*** Materials provided

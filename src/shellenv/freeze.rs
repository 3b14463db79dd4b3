use crate::error::EnvError;
use crate::logging;
use crate::shellenv::context::RunContext;
use crate::shellenv::layout::{legacy_file_name, legacy_glob_prefix};
use anyhow::{Context, Result};
use serde::Serialize;
use std::fs;
use std::io::ErrorKind;
use std::path::{Path, PathBuf};

#[derive(Debug, Clone, Serialize)]
pub struct FrozenFile {
    pub name: String,
    pub original: PathBuf,
    pub legacy: PathBuf,
}

fn present(path: &Path) -> Result<bool> {
    match fs::symlink_metadata(path) {
        Ok(_) => Ok(true),
        Err(err) if err.kind() == ErrorKind::NotFound => Ok(false),
        Err(err) => Err(err).with_context(|| format!("failed to stat {}", path.display())),
    }
}

/// Rename each present target to `<name>.legacy.<timestamp>`. Symlinks are
/// renamed as links, never followed.
pub fn freeze_targets(ctx: &RunContext, targets: &[&str]) -> Result<Vec<FrozenFile>> {
    let mut frozen = Vec::new();
    for name in targets {
        let original = ctx.home_file(name);
        if !present(&original)? {
            continue;
        }
        let legacy = ctx.home_file(&legacy_file_name(name, &ctx.timestamp));
        if present(&legacy)? {
            return Err(EnvError::LegacyCollision(legacy).into());
        }
        fs::rename(&original, &legacy).with_context(|| {
            format!("failed to rename {} to {}", original.display(), legacy.display())
        })?;
        logging::info(
            &ctx.timestamp,
            "freeze",
            "rename",
            name,
            &legacy.display().to_string(),
        );
        frozen.push(FrozenFile {
            name: name.to_string(),
            original,
            legacy,
        });
    }
    Ok(frozen)
}

/// Every `<name>.legacy.*` entry in `home`, sorted by file name.
pub fn list_legacy_files(home: &Path, name: &str) -> Result<Vec<PathBuf>> {
    let prefix = legacy_glob_prefix(name);
    let mut out = Vec::new();
    for entry in fs::read_dir(home).with_context(|| format!("failed to read {}", home.display()))? {
        let entry = entry?;
        if entry.file_name().to_string_lossy().starts_with(&prefix) {
            out.push(entry.path());
        }
    }
    out.sort();
    Ok(out)
}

******

• **Work request**:
Give the lines from the one containing "let prefix = legacy_glob_prefix(name);" through the end of the entries again, exactly as written and with no other lines.

• **Reply to the exercise**:
    let prefix = legacy_glob_prefix(name);
    let mut out = Vec::new();
    for entry in fs::read_dir(home).with_context(|| format!("failed to read {}", home.display()))? {
        let entry = entry?;
        if entry.file_name().to_string_lossy().starts_with(&prefix) {
            out.push(entry.path());
        }
    }
    out.sort();
    Ok(out)
}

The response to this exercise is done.